Have you ever wanted to be a detective or a spy? Try this
experiment and see if you've got what it takes!
What you need:
- Different types of felt tip pens
- Jam jar
- Water
- Paper clips
- Friends and family
- Kitchen towel or other absorbent paper
- Scissors
- Something that your friends and family can steal - how about
your phone?
How to:
1. Give your friends and family a pen and a piece of kitchen
towel each.
2. Tell your friends and family that you're leaving your phone
somewhere in the house (don't leave it anywhere where strangers
could take it). Ask your friends and family to decide which one of
them will steal it. The thief has to take your phone and leave a
ransom note on the kitchen towel with the pen that you gave them.
Make sure you don't know who has taken the phone!
3. Return to the crime scene a few hours later. Is your phone
gone? Is there a ransom note? If there is, you can investigate the
crime!
4. Gather all the pens as evidence. Make sure you know which
person had each pen. You're going to compare ink from the pens to
the ink in the ransom note.
5. Cut the ransom note into 3cm strips.
6. Cut 3cm strips from a fresh piece of paper towel. With the
first pen, draw a small circle on a clean strip of paper. Repeat
with a new strip of paper for each pen you have.

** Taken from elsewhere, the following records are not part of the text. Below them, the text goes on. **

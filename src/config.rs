//! Configuration loader for the `codemetal-fleetmap` backend service.
//!
//! This module centralizes all runtime configuration values and their defaults,
//! loading from environment variables (with optional `.env` file support
//! provided by the caller). By consolidating configuration logic here, we
//! avoid scattering `env::var` calls throughout the codebase.
//!
use std::env;

use anyhow::{anyhow, Result};
use chrono::FixedOffset;

/// Parse an optional unsigned integer environment variable with a default value.
macro_rules! parse_env_u32 {
    ($var_name:expr, $default:expr) => {
        env::var($var_name)
            .ok()
            .map(|v| v.parse::<u32>())
            .transpose()
            .map_err(|e| anyhow!("Invalid {}: {}", $var_name, e))?
            .unwrap_or($default)
    };
}

/// Parse an optional signed integer environment variable with a default value.
macro_rules! parse_env_i32 {
    ($var_name:expr, $default:expr) => {
        env::var($var_name)
            .ok()
            .map(|v| v.parse::<i32>())
            .transpose()
            .map_err(|e| anyhow!("Invalid {}: {}", $var_name, e))?
            .unwrap_or($default)
    };
}

/// Parse a required string environment variable.
macro_rules! require_env {
    ($var_name:expr) => {
        env::var($var_name)
            .map_err(|_| anyhow!("{} must be set in .env or environment", $var_name))?
    };
}

/// Strongly typed application configuration.
///
/// All fields are immutable after loading, ensuring a consistent configuration
/// snapshot for the lifetime of the application.
#[derive(Debug, Clone)]
pub struct Config {
    // ---
    /// Summary document location (http(s) URL or local path).
    pub summary_source: String,

    /// Readings document location (http(s) URL or local path).
    pub readings_source: String,

    /// Optional sensor name/color table.
    pub sensor_directory_path: Option<String>,

    /// Per-document fetch timeout in seconds.
    pub fetch_timeout_secs: u32,

    /// Offset defining the viewer's calendar for date filtering.
    pub viewer_offset: FixedOffset,

    /// HTTP listen port.
    pub listen_port: u16,

    /// Default and maximum number of readings per `/readings` response.
    pub readings_limit_max: u32,
}

/// Load configuration from environment variables with defaults.
///
/// Required:
/// - `SUMMARY_SOURCE` – summary document URL or path
/// - `READINGS_SOURCE` – readings document URL or path
///
/// Optional:
/// - `SENSOR_DIRECTORY_PATH` – sensor directory JSON file (default: none)
/// - `FETCH_TIMEOUT_SECS` – fetch timeout (default: 120)
/// - `VIEWER_UTC_OFFSET_MINUTES` – viewer calendar offset (default: 0)
/// - `LISTEN_PORT` – HTTP port (default: 8080)
/// - `READINGS_LIMIT_MAX` – readings per response (default: 1000)
///
/// Returns an error if any required variable is missing or invalid.
pub fn load_from_env() -> Result<Config> {
    // ---
    let summary_source = require_env!("SUMMARY_SOURCE");
    let readings_source = require_env!("READINGS_SOURCE");
    let sensor_directory_path = env::var("SENSOR_DIRECTORY_PATH")
        .ok()
        .filter(|p| !p.trim().is_empty());
    let fetch_timeout_secs = parse_env_u32!("FETCH_TIMEOUT_SECS", 120);
    let offset_minutes = parse_env_i32!("VIEWER_UTC_OFFSET_MINUTES", 0);
    let listen_port = parse_env_u32!("LISTEN_PORT", 8080);
    let readings_limit_max = parse_env_u32!("READINGS_LIMIT_MAX", 1000);

    let viewer_offset = viewer_offset_from_minutes(offset_minutes)?;
    let listen_port = u16::try_from(listen_port)
        .map_err(|_| anyhow!("Invalid LISTEN_PORT: {} is out of range", listen_port))?;

    Ok(Config {
        summary_source,
        readings_source,
        sensor_directory_path,
        fetch_timeout_secs,
        viewer_offset,
        listen_port,
        readings_limit_max,
    })
}

/// Convert a minute offset into a [`FixedOffset`], rejecting anything past ±24h.
pub fn viewer_offset_from_minutes(minutes: i32) -> Result<FixedOffset> {
    // ---
    minutes
        .checked_mul(60)
        .and_then(FixedOffset::east_opt)
        .ok_or_else(|| anyhow!("Invalid VIEWER_UTC_OFFSET_MINUTES: {} is out of range", minutes))
}

impl Config {
    /// Log the loaded configuration for debugging purposes.
    pub fn log_config(&self) {
        // ---
        tracing::info!("Configuration loaded:");
        tracing::info!("  SUMMARY_SOURCE            : {}", self.summary_source);
        tracing::info!("  READINGS_SOURCE           : {}", self.readings_source);
        tracing::info!(
            "  SENSOR_DIRECTORY_PATH     : {}",
            self.sensor_directory_path.as_deref().unwrap_or("<none>")
        );
        tracing::info!("  FETCH_TIMEOUT_SECS        : {}", self.fetch_timeout_secs);
        tracing::info!("  VIEWER_UTC_OFFSET         : {}", self.viewer_offset);
        tracing::info!("  LISTEN_PORT               : {}", self.listen_port);
        tracing::info!("  READINGS_LIMIT_MAX        : {}", self.readings_limit_max);
    }
}

#[cfg(test)]
mod tests {
    // ---
    use super::*;

    #[test]
    fn test_viewer_offset_from_minutes() {
        // ---
        assert_eq!(viewer_offset_from_minutes(0).unwrap().local_minus_utc(), 0);
        assert_eq!(viewer_offset_from_minutes(330).unwrap().local_minus_utc(), 19_800);
        assert_eq!(viewer_offset_from_minutes(-300).unwrap().local_minus_utc(), -18_000);
    }

    #[test]
    fn test_viewer_offset_out_of_range() {
        // ---
        assert!(viewer_offset_from_minutes(24 * 60).is_err());
        assert!(viewer_offset_from_minutes(i32::MAX).is_err());
    }
}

7. Fill a jam jar with water. Use paper clips to attach some of
the paper strips from the ransom note to the edge of the jar. Dip
the bottom of the paper strip in the water, but make sure the water
doesn't touch the ink.
8. Use more paper clips to attach the strips of paper with felt
tip pen circles to the edge of the jar. Dip the bottom of the
papers in the jar, but make sure the water doesn't touch the ink
circles.
9. Over the next hour, the water will rise up the paper. What
can you see?
The ink from each type of pen will separate into patterns of
different colours. Do any of the colour patterns match? Compare the
ink pattern from the ransom note to the pattern of each pen. That's
the thief!
What's going on?
Felt tip ink is made up of different types of molecules. Each
different pen is made up of different combinations of molecules.
When you dip the paper into the water, the water travels up the
paper.
The water dissolves the ink spots. Ink molecules travel with the
water as it continues up the paper. The most water-soluble ink
molecules are carried towards the top of the paper. Less
water-soluble ink molecules don't travel as far. This forms the ink
patterns you can see.
This technique is called chromatography. Real
forensic scientists use it to solve crimes.
You can match the ink pattern from the ransom note to one of the
pens. The person with that pen is the thief!